We have the use case in Spark where we want to load historical data from our database to Spark and keep on adding new streaming data to Spark, then we can do analysis on the whole up-to-date dataset.
As far as I know, neither Spark SQL nor Spark Streaming can combine the historical data with the streaming data. Then I found the Structured Streaming in Spark 2.0 which seems to be built for this problem. But after some experiment, I still cannot figure it out.
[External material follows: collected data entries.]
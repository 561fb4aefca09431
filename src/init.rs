use ndarray::{Array1, Array2, ArrayView2};
use rand::distributions::{Distribution, WeightedIndex};
use rand::rngs::StdRng;
use rand::{Rng, SeedableRng};

use crate::engine::squared_distance;
use crate::error::{KMeansError, Result};

/// Seed used for k-means++ when none is given.
pub const DEFAULT_SEED: u64 = 0;

/// How the starting centroids are chosen from the observations.
#[derive(Debug, Clone, PartialEq, Eq)]
pub enum Init {
    /// The first k observations.
    FirstK,
    /// k-means++ seeding, reproducible for a given seed.
    PlusPlus { seed: u64 },
    /// Caller supplied observation indices.
    Indices(Vec<usize>),
}

impl Init {
    /// Resolve to k observation indices.
    pub fn indices(&self, observations: ArrayView2<f64>, k: usize) -> Result<Vec<usize>> {
        match self {
            Init::FirstK => {
                if k == 0 || k > observations.nrows() {
                    return Err(KMeansError::Initialization(format!(
                        "cannot take the first {} of {} observations",
                        k,
                        observations.nrows()
                    )));
                }
                Ok((0..k).collect())
            }
            Init::PlusPlus { seed } => {
                let mut rng = StdRng::seed_from_u64(*seed);
                plus_plus(observations, k, &mut rng)
            }
            Init::Indices(indices) => {
                if indices.len() != k {
                    return Err(KMeansError::Shape(format!(
                        "got {} initial indices for k = {}",
                        indices.len(),
                        k
                    )));
                }
                Ok(indices.clone())
            }
        }
    }
}

/// k-means++: the first index is uniform over all observations, every
/// further index is drawn with probability proportional to the squared
/// distance to the closest centroid picked so far.
pub fn plus_plus<R: Rng>(observations: ArrayView2<f64>, k: usize, rng: &mut R) -> Result<Vec<usize>> {
    let n = observations.nrows();
    if k == 0 || k > n {
        return Err(KMeansError::Initialization(format!(
            "cannot pick {k} centroids from {n} observations"
        )));
    }

    let mut indices = Vec::with_capacity(k);
    indices.push(rng.gen_range(0..n));

    let mut closest = Array1::<f64>::from_elem(n, f64::INFINITY);
    while indices.len() < k {
        let last = observations.row(indices[indices.len() - 1]);
        for (i, row) in observations.outer_iter().enumerate() {
            let dist = squared_distance(row, last);
            if dist < closest[i] {
                closest[i] = dist;
            }
        }

        let weights = WeightedIndex::new(closest.iter().copied()).map_err(|e| {
            KMeansError::Initialization(format!(
                "k-means++ could not draw centroid {}: {}",
                indices.len() + 1,
                e
            ))
        })?;
        indices.push(weights.sample(rng));
    }

    Ok(indices)
}

/// Copy the observations at `indices` into a fresh k×d centroid matrix.
/// Indices must lie in `0..n`; duplicates are allowed.
pub fn centroids_from_indices(observations: ArrayView2<f64>, indices: &[usize]) -> Result<Array2<f64>> {
    let n = observations.nrows();
    let mut centroids = Array2::<f64>::zeros((indices.len(), observations.ncols()));
    for (ci, &idx) in indices.iter().enumerate() {
        if idx >= n {
            return Err(KMeansError::InvalidIndex { index: idx, n });
        }
        centroids.row_mut(ci).assign(&observations.row(idx));
    }
    Ok(centroids)
}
Here are my codes:
SparkSession spark = SparkSession
.builder()
.config(conf)
.getOrCreate();
JavaSparkContext jsc = new JavaSparkContext(spark.sparkContext());
// Load historical data from MongoDB
JavaMongoRDD<Document> mongordd = MongoSpark.load(jsc);
// Create typed dataset with customized schema
JavaRDD<JavaRecordForSingleTick> rdd = mongordd.flatMap(new FlatMapFunction<Document, JavaRecordForSingleTick>() {...});
Dataset<Row> df = spark.sqlContext().createDataFrame(rdd, JavaRecordForSingleTick.class);
Dataset<JavaRecordForSingleTick> df1 = df.as(ExpressionEncoder.javaBean(JavaRecordForSingleTick.class));
// ds listens to a streaming data source
Dataset<Row> ds = spark.readStream()
.format("socket")
.option("host", "127.0.0.1")
.option("port", 11111)
.load();
// Create the typed dataset with customized schema
Dataset<JavaRecordForSingleTick> ds1 = ds
.as(Encoders.STRING())
.flatMap(new FlatMapFunction<String, JavaRecordForSingleTick>() {
@Override
public Iterator<JavaRecordForSingleTick> call(String str) throws Exception {
...
}
}, ExpressionEncoder.javaBean(JavaRecordForSingleTick.class));
// ds1 and df1 have the same schema. ds1 gets data from the streaming data source, df1 is the dataset with historical data
ds1 = ds1.union(df1);
StreamingQuery query = ds1.writeStream().format("console").start();
query.awaitTermination();
I got an error "org.apache.spark.sql.AnalysisException: Union between streaming and batch DataFrames/Datasets is not supported;" when I union() two datasets.
Could anyone please help me? Am I going to the wrong direction?